Work task:
Transcribe verbatim every line from the line containing "pub fn resolve_signer(network: &Network)" to the end of the entries, including both endpoints. Output nothing beyond those lines.

Source material:
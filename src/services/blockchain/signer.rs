//! Transaction signer resolution.
//!
//! A network either carries its own credentials, in which case transactions are
//! signed locally with a private key, or leaves signing to the node's unlocked
//! account (the usual setup of a local development node).

use alloy::signers::local::PrivateKeySigner;

use crate::{models::Network, services::blockchain::BlockChainError};

/// Parses a hex encoded private key, with or without the `0x` prefix
pub fn parse_private_key(key: &str) -> Result<PrivateKeySigner, BlockChainError> {
	let key = key.trim();
	let key = key.strip_prefix("0x").unwrap_or(key);

	if key.len() != 64 || !key.chars().all(|c| c.is_ascii_hexdigit()) {
		return Err(BlockChainError::signer_error(
			"Private key must be 32 bytes of hex",
		));
	}

	key.parse::<PrivateKeySigner>()
		.map_err(|e| BlockChainError::signer_error(format!("Invalid private key: {}", e)))
}

/// Resolves the local signer configured for a network
///
/// # Returns
/// * `Ok(Some(signer))` - The first configured account
/// * `Ok(None)` - No account configured, the node signs
///
/// # Errors
/// Returns a signer error when the credential is missing or malformed
pub fn resolve_signer(network: &Network) -> Result<Option<PrivateKeySigner>, BlockChainError> {
	let Some(account) = network.accounts.first() else {
		return Ok(None);
	};

	if network.accounts.len() > 1 {
		tracing::debug!(
			network = %network.slug,
			accounts = network.accounts.len(),
			"Multiple accounts configured, using the first"
		);
	}

	let secret = account.resolve()?;
	parse_private_key(secret.as_str()).map(Some)
}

Output below:
pub fn resolve_signer(network: &Network) -> Result<Option<PrivateKeySigner>, BlockChainError> {
	let Some(account) = network.accounts.first() else {
		return Ok(None);
	};

	if network.accounts.len() > 1 {
		tracing::debug!(
			network = %network.slug,
			accounts = network.accounts.len(),
			"Multiple accounts configured, using the first"
		);
	}

	let secret = account.resolve()?;
	parse_private_key(secret.as_str()).map(Some)
}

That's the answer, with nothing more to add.